In diesem ersten Jahr, als Christus für mich neu war, hörte ich zum ersten Mal mein Lieblingsmusikstück aller Zeiten. Vielleicht erinnerst du dich an das erste Mal, als du deins gehört hast - wie sehr dich das beschäftigt hat, wie du es wiederholt und endlos angehört hast. Sie sagten Ihren Freunden: "Sie müssen das hören - im Ernst, es ist erstaunlich."

Das war mein christliches Leben im ersten Jahr. Brausetabletten. Überfüllt.

Und kann ich ehrlich zu dir sein? Ich bin mir nicht sicher, ob es seitdem so ist. Ich vermute, das liegt zum Teil daran, dass wir im christlichen Leben oft aufhören, uns mit der Musik zu beschäftigen, die uns zuerst bewegt hat, und versuchen, schweigend zu tanzen.

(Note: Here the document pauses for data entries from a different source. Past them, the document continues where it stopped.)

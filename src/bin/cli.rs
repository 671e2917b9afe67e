use anyhow::Result;
use clap::Parser;

use rs_faceswap_pipeline::config::config::{FaceDetectionConfig, LandmarkModelConfig, SwapConfig};
use rs_faceswap_pipeline::pipeline::pipeline::FaceSwapPipeline;

/// Swap the face from one photograph onto the body in another.
#[derive(Parser, Debug)]
#[command(name = "faceswap")]
struct Args {
    /// Image providing the face
    face: String,
    /// Image providing the body
    body: String,
    /// Output image path
    output: String,
    /// Haar cascade model file
    #[arg(long, default_value = "haarcascade_frontalface_default.xml")]
    cascade: String,
    /// LBF facemark model file
    #[arg(long, default_value = "lbfmodel.yaml")]
    landmark_model: String,
}

fn main() -> Result<()> {
    env_logger::init();
    let args = Args::parse();

    let detection = FaceDetectionConfig::new(&args.cascade);
    let landmark = LandmarkModelConfig::new(&args.landmark_model);
    let mut pipeline = FaceSwapPipeline::new(detection, landmark, SwapConfig::new())?;
    pipeline.swap_files(&args.face, &args.body, &args.output)?;
    Ok(())
}
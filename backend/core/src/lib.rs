pub mod error;
pub mod event;
pub mod flex;
pub mod message;
pub mod traits;

pub use error::StayError;
pub use event::{
    FollowEvent, MessageContent, MessageEvent, PostbackContent, PostbackEvent, ReplyToken, Source,
    WebhookBody, WebhookEvent,
};
pub use flex::{
    Action, Align, BubbleSize, ButtonHeight, ButtonStyle, FlexBox, FlexBubble, FlexButton,
    FlexComponent, FlexSeparator, FlexText, Layout, Weight,
};
pub use message::{OutboundMessage, MAX_REPLY_MESSAGES};
pub use traits::ReplySink;
//! LINE Webhook Receiver
//!
//! Signature validation and batch decoding for inbound deliveries.

use axum::http::HeaderMap;
use base64::{engine::general_purpose::STANDARD as BASE64, Engine};
use hellostay_core::WebhookBody;
use hmac::{Hmac, Mac};
use sha2::Sha256;
use tracing::warn;

pub const SIGNATURE_HEADER: &str = "x-line-signature";

type HmacSha256 = Hmac<Sha256>;

/// `base64(HMAC-SHA256(channel_secret, body))`, the value LINE puts in the header.
pub fn sign(channel_secret: &str, body: &[u8]) -> String {
    let mut mac = match HmacSha256::new_from_slice(channel_secret.as_bytes()) {
        Ok(m) => m,
        Err(_) => return String::new(),
    };
    mac.update(body);
    BASE64.encode(mac.finalize().into_bytes())
}

/// Check a delivery's signature against the raw body. Constant-time.
pub fn verify_signature(channel_secret: &str, signature: &str, body: &[u8]) -> bool {
    let Ok(expected) = BASE64.decode(signature.trim()) else {
        return false;
    };
    let mut mac = match HmacSha256::new_from_slice(channel_secret.as_bytes()) {
        Ok(m) => m,
        Err(_) => return false,
    };
    mac.update(body);
    mac.verify_slice(&expected).is_ok()
}

pub fn signature_header(headers: &HeaderMap) -> Option<&str> {
    headers.get(SIGNATURE_HEADER).and_then(|v| v.to_str().ok())
}

/// Decode the delivery body. Anything unparseable reads as an empty batch,
/// which the webhook answers as a verification ping.
pub fn decode_batch(body: &[u8]) -> WebhookBody {
    if body.is_empty() {
        return WebhookBody::default();
    }
    match serde_json::from_slice(body) {
        Ok(batch) => batch,
        Err(err) => {
            warn!("[LINE] Unparseable webhook body: {}", err);
            WebhookBody::default()
        }
    }
}

#[cfg(test)]
mod tests {
    use super::*;

    const SECRET: &str = "8c570fa6dd201bb328f1c1eac23a96d8";

    #[test]
    fn signed_body_verifies() {
        let body = br#"{"events":[]}"#;
        let sig = sign(SECRET, body);
        assert!(verify_signature(SECRET, &sig, body));
    }

    #[test]
    fn tampered_body_or_wrong_secret_fails() {
        let body = br#"{"events":[{"type":"follow"}]}"#;
        let sig = sign(SECRET, body);
        assert!(!verify_signature(SECRET, &sig, br#"{"events":[{"type":"unfollow"}]}"#));
        assert!(!verify_signature("other-secret", &sig, body));
    }

    #[test]
    fn garbage_signature_fails() {
        assert!(!verify_signature(SECRET, "not base64 !!", b"{}"));
        assert!(!verify_signature(SECRET, "", b"{}"));
    }

    #[test]
    fn header_lookup_is_case_insensitive() {
        let mut headers = HeaderMap::new();
        headers.insert("X-Line-Signature", "abc=".parse().unwrap());
        assert_eq!(signature_header(&headers), Some("abc="));
        assert_eq!(signature_header(&HeaderMap::new()), None);
    }

    #[test]
    fn bad_json_reads_as_empty_batch() {
        assert!(decode_batch(b"not json").is_verification_ping());
        assert!(decode_batch(b"").is_verification_ping());
        assert!(decode_batch(br#"{"events":null}"#).is_verification_ping());
        assert_eq!(decode_batch(br#"{"events":[{"type":"follow"}]}"#).events().len(), 1);
    }
}
mod api;
mod preview_cmd;
mod status_cmd;

use std::path::PathBuf;
use std::sync::Arc;

use anyhow::{Context, Result};
use clap::{Parser, Subcommand};
use tokio::net::TcpListener;
use tower_http::cors::CorsLayer;
use tower_http::trace::TraceLayer;
use tracing::{debug, info, instrument};

use hellostay_channels::{ChannelAdapter, LineAdapter};
use hellostay_config::BotConfig;
use hellostay_routing::Dispatcher;

#[derive(Parser)]
#[command(name = "hellostay")]
#[command(about = "Hello Stay: LINE guest-service bot for 你好哇寓所 & 溝頂民宿")]
#[command(version)]
struct Cli {
    #[command(subcommand)]
    command: Commands,
}

#[derive(Subcommand)]
enum Commands {
    /// Start the webhook server
    Serve {
        /// Port to bind the HTTP server to
        #[arg(short, long)]
        port: Option<u16>,
        /// YAML property profile overriding the built-in URLs, colors and contacts
        #[arg(long)]
        profile: Option<PathBuf>,
    },
    /// Query the health endpoint of a running server
    Status {
        #[arg(short, long)]
        port: Option<u16>,
    },
    /// Print the reply JSON for a template name or postback key
    Preview {
        /// e.g. `wifi`, `main_menu`, `FAQ_COOK`
        target: String,
        #[arg(long)]
        profile: Option<PathBuf>,
    },
}

#[tokio::main]
async fn main() -> Result<()> {
    let config = BotConfig::from_env();
    let cli = Cli::parse();

    match cli.command {
        Commands::Serve { port, profile } => {
            logging::init_logger(config.log_dir.as_deref(), &config.log_level);
            let config = BotConfig {
                port: port.unwrap_or(config.port),
                profile_path: profile.or(config.profile_path),
                ..config
            };
            run_server(config).await?;
        }
        Commands::Status { port } => {
            status_cmd::run(port.unwrap_or(config.port)).await?;
        }
        Commands::Preview { target, profile } => {
            let path = profile.or(config.profile_path);
            let profile = hellostay_config::load_profile(path.as_deref()).await?;
            preview_cmd::run(&target, &profile)?;
        }
    }

    Ok(())
}

#[instrument(skip_all, fields(port = config.port))]
async fn run_server(config: BotConfig) -> Result<()> {
    info!(
        bind = %config.bind_address,
        webhook = %config.webhook_path,
        signature_check = config.verify_signature(),
        "Starting Hello Stay webhook"
    );
    debug!(config = %config.redacted(), "Effective configuration");

    let profile = hellostay_config::load_and_validate(&config).await?;
    let dispatcher = Dispatcher::from_profile(profile).context("compiling keyword rules")?;

    let line = LineAdapter::from_bot_config(&config, Arc::new(dispatcher))
        .context("configuring LINE channel")?;
    line.start().await?;
    let adapters: Vec<Arc<dyn ChannelAdapter>> = vec![Arc::new(line)];

    let app = api::build_router(&adapters)
        .layer(TraceLayer::new_for_http())
        .layer(CorsLayer::permissive());
    let addr = config.listen_addr();

    let listener = TcpListener::bind(&addr)
        .await
        .with_context(|| format!("binding {addr}"))?;
    info!(addr = %addr, "HTTP API listening");

    axum::serve(listener, app).await?;

    Ok(())
}
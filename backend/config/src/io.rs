//! Property profile loading.

use anyhow::{Context, Result};
use std::path::Path;
use tokio::fs;
use tracing::{info, warn};

use crate::profile::PropertyProfile;

/// Load a YAML property profile.
///
/// Returns the built-in profile if `path` is `None` or does not exist.
pub async fn load_profile(path: Option<&Path>) -> Result<PropertyProfile> {
    let Some(path) = path else {
        return Ok(PropertyProfile::default());
    };

    if !path.exists() {
        warn!(path = %path.display(), "Profile file does not exist; using built-in profile");
        return Ok(PropertyProfile::default());
    }

    let raw = fs::read_to_string(path)
        .await
        .with_context(|| format!("Failed to read profile file: {}", path.display()))?;

    let profile = parse_profile(&raw)
        .with_context(|| format!("Failed to parse profile YAML at: {}", path.display()))?;

    info!(path = %path.display(), "Loaded property profile");
    Ok(profile)
}

/// Parse profile YAML; an empty document yields the built-in profile.
pub fn parse_profile(raw: &str) -> Result<PropertyProfile> {
    if raw.trim().is_empty() {
        return Ok(PropertyProfile::default());
    }
    Ok(serde_yaml::from_str(raw)?)
}
//! FAQ answer cards.

use hellostay_config::PropertyProfile;
use hellostay_core::{
    Action, FlexBox, FlexBubble, FlexButton, FlexSeparator, FlexText, OutboundMessage,
};

use crate::blocks::{call_host, header, title_bar, BODY, DANGER, DANGER_BG, MUTED, STRONG, SUBTLE};

const WIFI_HEADER: &str = "#546E7A";
const WIFI_PANEL: &str = "#ECEFF1";
const WIFI_PASSWORD: &str = "#5D8AA8";

pub fn wifi(profile: &PropertyProfile) -> OutboundMessage {
    let panel = FlexBox::vertical(vec![
        FlexText::new(format!("ID: {}", profile.wifi.ssid))
            .size("md")
            .color(WIFI_HEADER)
            .bold()
            .center()
            .into(),
        FlexSeparator::with_margin("md").into(),
        FlexText::new(&profile.wifi.password)
            .size("3xl")
            .color(WIFI_PASSWORD)
            .bold()
            .center()
            .margin("md")
            .into(),
    ])
    .background(WIFI_PANEL)
    .corner_radius("md")
    .padding_all("lg");

    let bubble = FlexBubble::new()
        .header(title_bar("📶 WiFi 連線", WIFI_HEADER))
        .body(FlexBox::vertical(vec![panel.into()]));
    OutboundMessage::flex("WiFi", bubble)
}

pub fn entertainment(profile: &PropertyProfile) -> OutboundMessage {
    let colors = &profile.colors;
    let body = FlexBox::vertical(vec![
        FlexText::new("✅ 提供項目：")
            .bold()
            .color(&colors.theme)
            .size("sm")
            .into(),
        FlexText::new("• 電視\n• 麻將 (含手動桌、牌具、牌尺)\n• 撲克牌")
            .size("sm")
            .color(BODY)
            .wrap()
            .margin("sm")
            .line_spacing("6px")
            .into(),
        FlexSeparator::with_margin("md").into(),
        FlexText::new("🚫 無 KTV：\n住宅區請勿自備麥克風喧嘩。")
            .size("sm")
            .color(&colors.alert)
            .wrap()
            .margin("md")
            .into(),
    ]);

    let bubble = FlexBubble::new()
        .header(header("🀄 娛樂設施", &colors.system))
        .body(body);
    OutboundMessage::flex("娛樂設施", bubble)
}

pub fn amenities(profile: &PropertyProfile) -> OutboundMessage {
    let colors = &profile.colors;
    let body = FlexBox::vertical(vec![
        FlexText::new("✅ 提供：大浴巾、沐浴乳、洗髮乳、吹風機。")
            .size("sm")
            .color(BODY)
            .wrap()
            .into(),
        FlexSeparator::with_margin("md").into(),
        FlexText::new("❌ 不提供：牙膏牙刷、刮鬍刀、毛巾等個人盥洗用具。")
            .size("sm")
            .color(&colors.alert)
            .wrap()
            .margin("md")
            .into(),
    ]);

    let bubble = FlexBubble::new()
        .header(header("🧴 備品說明", &colors.system))
        .body(body);
    OutboundMessage::flex("備品", bubble)
}

/// Standard check-in time, plus what guests can do while they wait.
pub fn early_checkin(profile: &PropertyProfile) -> OutboundMessage {
    let colors = &profile.colors;
    let body = FlexBox::vertical(vec![
        FlexBox::baseline(vec![
            FlexText::new("標準入住時間").color(MUTED).size("sm").flex(2).into(),
            FlexText::new("16:00 後")
                .color(STRONG)
                .size("xl")
                .flex(3)
                .bold()
                .into(),
        ])
        .into(),
        FlexSeparator::with_margin("md").into(),
        FlexText::new("若房務提早清潔完畢，我們很樂意讓您提早入內休息。")
            .size("sm")
            .color(BODY)
            .wrap()
            .margin("md")
            .into(),
        FlexText::new("💡 在那之前，您可以...")
            .bold()
            .size("sm")
            .color(&colors.action)
            .margin("md")
            .into(),
    ]);

    let footer = FlexBox::vertical(vec![
        FlexButton::secondary(Action::uri("📍 查看交通導航", &profile.urls.traffic)).into(),
        FlexButton::secondary(Action::uri("📸 先辦自助登記", &profile.urls.self_checkin)).into(),
        FlexButton::primary(call_host(profile, "📞 聯絡管家確認"))
            .color(&colors.action)
            .into(),
    ])
    .spacing("sm");

    let bubble = FlexBubble::new()
        .header(header("🕒 關於提早入住", &colors.action))
        .body(body)
        .footer(footer);
    OutboundMessage::flex("提早入住說明", bubble)
}

/// Kitchen rules differ per house: the main house allows cooking, the second does not.
pub fn cooking(profile: &PropertyProfile) -> OutboundMessage {
    let colors = &profile.colors;
    let warning = FlexBox::vertical(vec![
        FlexText::new("⚠️ 特別注意")
            .color(DANGER)
            .bold()
            .size("sm")
            .into(),
        FlexText::new("因為沒有排煙設備，千萬不可以明火或自行帶電磁爐烹飪！")
            .color(DANGER)
            .size("sm")
            .wrap()
            .margin("sm")
            .bold()
            .into(),
    ])
    .background(DANGER_BG)
    .corner_radius("md")
    .padding_all("md")
    .margin("lg");

    let body = FlexBox::vertical(vec![
        FlexText::new("🏠 你好哇寓所 (主館)")
            .bold()
            .color(&colors.theme)
            .size("sm")
            .into(),
        house_note("✅ 歡迎開伙！\n提供大中島與相關廚房用品。"),
        FlexSeparator::with_margin("lg").into(),
        FlexText::new("🏠 溝頂民宿 (二館)")
            .bold()
            .color(&colors.second_house)
            .size("sm")
            .margin("lg")
            .into(),
        house_note("❌ 無法開伙\n僅提供微波爐與簡易流理臺。"),
        warning.into(),
    ]);

    let bubble = FlexBubble::new()
        .header(header("🍳 廚房烹飪說明", &colors.system))
        .body(body);
    OutboundMessage::flex("烹飪說明", bubble)
}

fn house_note(text: &str) -> hellostay_core::FlexComponent {
    FlexText::new(text)
        .size("sm")
        .color(BODY)
        .wrap()
        .margin("xs")
        .line_spacing("4px")
        .into()
}

pub fn drinking_water(profile: &PropertyProfile) -> OutboundMessage {
    let colors = &profile.colors;
    let body = FlexBox::vertical(vec![
        FlexText::new("一樓廚房水槽右邊的水龍頭：")
            .bold()
            .size("md")
            .color(STRONG)
            .wrap()
            .into(),
        FlexSeparator::with_margin("md").into(),
        FlexText::new("✅ 左側 (小的)：RO 過濾水")
            .bold()
            .size("sm")
            .color(&colors.theme)
            .margin("md")
            .into(),
        FlexText::new("我們有定期更換濾心，請安心飲用。")
            .size("xs")
            .color(SUBTLE)
            .wrap()
            .into(),
        FlexSeparator::with_margin("md").into(),
        FlexText::new("❌ 右側 (大的)：自來水")
            .bold()
            .size("sm")
            .color(&colors.alert)
            .margin("md")
            .into(),
        FlexText::new("請小心不要誤喝！")
            .size("xs")
            .color(SUBTLE)
            .wrap()
            .into(),
    ]);

    let bubble = FlexBubble::new()
        .header(header("🚰 飲用水說明", &colors.system))
        .body(body);
    OutboundMessage::flex("飲用水說明", bubble)
}

#[cfg(test)]
mod tests {
    use super::*;

    #[test]
    fn wifi_shows_profile_credentials() {
        let mut profile = PropertyProfile::default();
        profile.wifi.ssid = "Guest".into();
        profile.wifi.password = "hunter22".into();

        let msg = wifi(&profile);
        let (alt, bubble) = msg.as_flex().unwrap();
        assert_eq!(alt, "WiFi");
        assert_eq!(bubble.texts(), ["📶 WiFi 連線", "ID: Guest", "hunter22"]);
    }

    #[test]
    fn wifi_header_is_unpadded() {
        let v = serde_json::to_value(wifi(&PropertyProfile::default())).unwrap();
        assert!(v["contents"]["header"].get("paddingAll").is_none());
        assert_eq!(v["contents"]["body"]["contents"][0]["paddingAll"], "lg");
    }

    #[test]
    fn early_checkin_has_footer_actions() {
        let msg = early_checkin(&PropertyProfile::default());
        let (_, bubble) = msg.as_flex().unwrap();
        let footer = bubble.footer.as_ref().expect("footer");
        assert_eq!(footer.contents.len(), 3);
        assert_eq!(bubble.actions().last().map(|a| a.label()), Some("📞 聯絡管家確認"));
    }

    #[test]
    fn palette_flows_into_cards() {
        let mut profile = PropertyProfile::default();
        profile.colors.alert = "#FF0000".into();

        let v = serde_json::to_value(amenities(&profile)).unwrap();
        assert_eq!(v["contents"]["body"]["contents"][2]["color"], "#FF0000");
    }

    #[test]
    fn cooking_warns_about_second_house() {
        let msg = cooking(&PropertyProfile::default());
        let (alt, bubble) = msg.as_flex().unwrap();
        assert_eq!(alt, "烹飪說明");
        assert!(bubble.texts().iter().any(|t| t.contains("沒有排煙設備")));
    }

    #[test]
    fn water_alt_text() {
        let v = serde_json::to_value(drinking_water(&PropertyProfile::default())).unwrap();
        assert_eq!(v["altText"], "飲用水說明");
        assert_eq!(v["contents"]["body"]["contents"].as_array().unwrap().len(), 7);
    }
}
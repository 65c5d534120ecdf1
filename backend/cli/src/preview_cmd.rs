//! CLI Preview Command
//!
//! Prints the reply a template would send, as JSON ready for the Flex simulator.

use anyhow::{bail, Result};
use serde_json::{json, Value};

use hellostay_cards::{PostbackKey, Template};
use hellostay_config::PropertyProfile;
use hellostay_routing::postback_template;

/// Accepts a template name (`wifi`, `early-checkin`) or a postback key (`FAQ_WIFI`).
pub fn resolve_target(target: &str) -> Result<Template> {
    if let Ok(key) = target.parse::<PostbackKey>() {
        return Ok(postback_template(key));
    }
    match target.parse::<Template>() {
        Ok(template) => Ok(template),
        Err(err) => {
            let names: Vec<_> = Template::ALL.iter().map(Template::name).collect();
            bail!("{err} (expected one of: {})", names.join(", "))
        }
    }
}

pub fn render(template: Template, profile: &PropertyProfile) -> Value {
    json!({
        "template": template,
        "messages": template.render(profile),
    })
}

pub fn run(target: &str, profile: &PropertyProfile) -> Result<()> {
    let template = resolve_target(target)?;
    println!("{}", serde_json::to_string_pretty(&render(template, profile))?);
    Ok(())
}

#[cfg(test)]
mod tests {
    use super::*;

    #[test]
    fn postback_keys_and_names_both_resolve() {
        assert_eq!(resolve_target("FAQ_LOST").unwrap(), Template::Directions);
        assert_eq!(resolve_target("directions").unwrap(), Template::Directions);
        assert_eq!(resolve_target("main-menu").unwrap(), Template::MainMenu);
    }

    #[test]
    fn unknown_target_lists_choices() {
        let err = resolve_target("parking").unwrap_err().to_string();
        assert!(err.contains("unknown template: parking"));
        assert!(err.contains("drinking_water"));
    }

    #[test]
    fn rendered_preview_names_the_template() {
        let v = render(Template::Welcome, &PropertyProfile::default());
        assert_eq!(v["template"], "welcome");
        assert_eq!(v["messages"].as_array().unwrap().len(), 2);
        assert_eq!(v["messages"][1]["altText"], "主功能引導");
    }
}
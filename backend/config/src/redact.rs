//! Config redaction: mask channel credentials before a snapshot is logged or printed.

use once_cell::sync::Lazy;
use regex::Regex;
use serde_json::Value;

static SENSITIVE_KEYS: &[&str] = &[
    "channelAccessToken",
    "channel_access_token",
    "channelSecret",
    "channel_secret",
    "accessToken",
    "token",
    "secret",
    "password",
];

/// Mobile and landline numbers as they appear in Taiwan (`0932828922`) or E.164.
static PHONE_PATTERN: Lazy<Regex> = Lazy::new(|| Regex::new(r"^\+?[0-9]{9,15}$").unwrap());

/// Redact a config JSON value, replacing sensitive strings with a 4-char hint + `***`.
pub fn redact(value: &Value) -> Value {
    redact_recursive(value, "")
}

fn is_sensitive_key(key: &str) -> bool {
    SENSITIVE_KEYS.iter().any(|k| k.eq_ignore_ascii_case(key))
}

fn mask(s: &str) -> String {
    if s.chars().count() > 4 {
        format!("{}***", s.chars().take(4).collect::<String>())
    } else {
        "***".to_string()
    }
}

fn redact_recursive(value: &Value, key: &str) -> Value {
    match value {
        Value::String(s) if !s.is_empty() && (is_sensitive_key(key) || PHONE_PATTERN.is_match(s)) => {
            Value::String(mask(s))
        }
        Value::Array(arr) => Value::Array(arr.iter().map(|v| redact_recursive(v, key)).collect()),
        Value::Object(map) => Value::Object(
            map.iter()
                .map(|(k, v)| (k.clone(), redact_recursive(v, k)))
                .collect(),
        ),
        other => other.clone(),
    }
}

#[cfg(test)]
mod tests {
    use super::*;
    use serde_json::json;

    #[test]
    fn masks_channel_credentials() {
        let v = json!({"channelAccessToken": "eyJhbGciOiJIUzI1NiJ9", "channelSecret": "abc"});
        let r = redact(&v);
        assert_eq!(r["channelAccessToken"], "eyJh***");
        assert_eq!(r["channelSecret"], "***");
    }

    #[test]
    fn masks_phone_numbers_anywhere() {
        let r = redact(&json!({"adminPhone": "0932828922", "contacts": ["+886932828922"]}));
        assert_eq!(r["adminPhone"], "0932***");
        assert_eq!(r["contacts"][0], "+886***");
    }

    #[test]
    fn leaves_plain_values_alone() {
        let v = json!({"webhookPath": "/webhook", "port": 3000, "channelSecret": null});
        assert_eq!(redact(&v), v);
    }
}
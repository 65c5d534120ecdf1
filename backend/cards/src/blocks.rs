//! Shared building blocks the cards are composed from.

use hellostay_config::PropertyProfile;
use hellostay_core::{Action, FlexBox, FlexButton, FlexComponent, FlexText};

use crate::keys::PostbackKey;

// Ink colors for text that does not follow the property palette.
pub const WHITE: &str = "#FFFFFF";
pub const MUTED: &str = "#aaaaaa";
pub const BODY: &str = "#555555";
pub const SUBTLE: &str = "#666666";
pub const STRONG: &str = "#333333";
pub const DANGER: &str = "#C62828";
pub const DANGER_BG: &str = "#FFEBEE";

/// Header bar: white bold title on a colored background, no padding.
pub fn title_bar(title: &str, color: &str) -> FlexBox {
    FlexBox::vertical(vec![FlexText::new(title)
        .color(WHITE)
        .bold()
        .size("lg")
        .into()])
    .background(color)
}

/// Standard card header: a padded title bar.
pub fn header(title: &str, color: &str) -> FlexBox {
    title_bar(title, color).padding_all("lg")
}

/// Button action that dials the host.
pub fn call_host(profile: &PropertyProfile, label: &str) -> Action {
    Action::uri(label, profile.tel_uri())
}

pub fn postback(label: &str, key: PostbackKey) -> Action {
    Action::postback(label, key.as_str())
}

/// Small secondary FAQ button with the given top margin.
pub fn faq_button(label: &str, key: PostbackKey, margin: &str) -> FlexComponent {
    FlexButton::secondary(postback(label, key))
        .small()
        .margin(margin)
        .into()
}

/// Prompt line under a header: small, muted, centered.
pub fn prompt(text: &str) -> FlexText {
    FlexText::new(text).size("sm").color(MUTED).center()
}
//! Config validation: catch typos in the runtime config and property profile
//! before they surface as broken buttons in a guest's chat.

use once_cell::sync::Lazy;
use regex::Regex;
use thiserror::Error;

use crate::env::BotConfig;
use crate::profile::PropertyProfile;

static HEX_COLOR: Lazy<Regex> = Lazy::new(|| Regex::new(r"^#[0-9A-Fa-f]{6}$").unwrap());
static PHONE: Lazy<Regex> = Lazy::new(|| Regex::new(r"^\+?[0-9-]{6,20}$").unwrap());

/// A config validation error with field path and message.
#[derive(Debug, Error)]
#[error("Config validation error at '{path}': {message}")]
pub struct ConfigValidationError {
    pub path: String,
    pub message: String,
}

/// A collection of validation errors found in one pass.
#[derive(Debug, Default)]
pub struct ValidationReport {
    pub errors: Vec<ConfigValidationError>,
    pub warnings: Vec<ConfigValidationError>,
}

impl ValidationReport {
    pub fn is_valid(&self) -> bool {
        self.errors.is_empty()
    }

    fn error(&mut self, path: impl Into<String>, message: impl Into<String>) {
        self.errors.push(ConfigValidationError {
            path: path.into(),
            message: message.into(),
        });
    }

    fn warn(&mut self, path: impl Into<String>, message: impl Into<String>) {
        self.warnings.push(ConfigValidationError {
            path: path.into(),
            message: message.into(),
        });
    }
}

/// Validate the runtime config and the profile together.
pub fn validate(config: &BotConfig, profile: &PropertyProfile) -> ValidationReport {
    let mut report = ValidationReport::default();
    validate_server(config, &mut report);
    validate_channel(config, &mut report);
    validate_profile(profile, &mut report);
    report
}

fn validate_server(config: &BotConfig, report: &mut ValidationReport) {
    if !config.webhook_path.starts_with('/') {
        report.error("webhookPath", "must start with '/'");
    }
    if config.webhook_path == "/api/health" {
        report.error("webhookPath", "collides with the health endpoint");
    }
    if config.reply_timeout_secs == 0 {
        report.error("replyTimeoutSecs", "must be greater than zero");
    }
    if !config.api_base.starts_with("http://") && !config.api_base.starts_with("https://") {
        report.error("apiBase", "must be an http(s) URL");
    }
}

fn validate_channel(config: &BotConfig, report: &mut ValidationReport) {
    if config.channel_access_token.is_none() {
        report.error("channelAccessToken", "CHANNEL_ACCESS_TOKEN is not set; replies cannot be sent");
    }
    if config.channel_secret.is_none() {
        report.warn(
            "channelSecret",
            "CHANNEL_SECRET is not set; webhook signatures will not be verified",
        );
    } else if config.skip_signature {
        report.warn("skipSignature", "signature verification is disabled");
    }
}

fn validate_profile(profile: &PropertyProfile, report: &mut ValidationReport) {
    let urls = &profile.urls;
    for (name, url) in [
        ("booking", &urls.booking),
        ("signature", &urls.signature),
        ("selfCheckin", &urls.self_checkin),
        ("roomsHello", &urls.rooms_hello),
        ("roomsGodin", &urls.rooms_godin),
        ("traffic", &urls.traffic),
        ("houseRules", &urls.house_rules),
    ] {
        if !url.starts_with("https://") {
            report.error(format!("urls.{name}"), "button URIs must use https");
        }
    }

    for (name, color) in profile.colors.entries() {
        if !HEX_COLOR.is_match(color) {
            report.error(format!("colors.{name}"), format!("'{color}' is not a #RRGGBB color"));
        }
    }

    if !PHONE.is_match(&profile.admin_phone.0) {
        report.error("adminPhone", "must be digits, optionally with a leading '+'");
    }
    if profile.wifi.password.is_empty() {
        report.warn("wifi.password", "empty; the WiFi card will show a blank password");
    }
    if profile.map_image.file_id.trim().is_empty() {
        report.error("mapImage.fileId", "required for the map image reply");
    }
}
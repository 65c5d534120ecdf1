use async_trait::async_trait;

use crate::error::StayError;
use crate::event::ReplyToken;
use crate::message::OutboundMessage;

/// Delivers a reply to the messaging platform.
///
/// The live implementation calls the LINE reply API; tests use an in-memory
/// recorder.
#[async_trait]
pub trait ReplySink: Send + Sync {
    /// Sink name for logging.
    fn name(&self) -> &str;

    /// Send `messages` using the event's single-use reply token.
    async fn reply(&self, token: &ReplyToken, messages: &[OutboundMessage]) -> Result<(), StayError>;
}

Wir konzentrieren uns auf die Schritte, die wir als Schüler ausführen sollen. Die „ruhigen Zeiten“, die Gebetstreffen, das Bibelstudium, die Evangelisation und so weiter. Ich möchte nochmals betonen, dass dies wunderbare und angemessene Dinge sind, die ein Nachfolger Jesu tun muss. Aber ohne die Musik des Evangeliums, die sie antreibt, werden sie hohl - bloße Technik und Kunstfertigkeit, die Bewegungen eines Tänzers, aber ohne die Freude, ohne die Energie und ohne die Gnade.

Unsere größere Herausforderung

Über die Bedrohung christlicher Jünger durch eine zunehmend säkulare Gesellschaft ist viel geschrieben worden. Das stimmt zweifellos. Aber ist es möglich, dass es auch innerhalb der Kirche - aufgrund der Art und Weise, wie wir andere und uns selbst Jünger werden - eine erhebliche Bedrohung gibt?

„Wenn Sie Jünger machen, stellen Sie die Musik des Evangeliums auf. Nehmen Sie Ihre erste Liebe wieder auf und lernen Sie weiter, wie man tanzt. “Twitter Tweet Facebook Auf Facebook teilen

Als Paulus den jungen Schülern in Philippi schrieb, um sie im Kontext einer Kultur aufzubauen, die sich ihnen aktiv widersetzte, präsentierte er ihnen keine Liste von Disziplinierungsaufgaben. Stattdessen füllte er den Brief mit der Aussage und Wiederholung einer herrlichen Realität: dem höchsten Wert Christi . Er wusste genau, dass alles echte christliche „Tun“ aus dieser Musik stammt. Ja, er sagt ihnen, sie sollen „dein eigenes Heil erarbeiten“ (Philipper 2:12), aber im nächsten Vers werden sie sofort daran erinnert, dass die Kraft dazu nicht von ihnen kommt, sondern von Gott, der in ihnen arbeitet wird und für sein Wohl arbeiten “(Philipper 2:13).

Wenn wir Jünger für Christus machen, tun wir alles, um die Musik des Evangeliums zu verbreiten. Lassen Sie uns unsere erste Liebe zurückerobern und daran denken, wie man tanzt.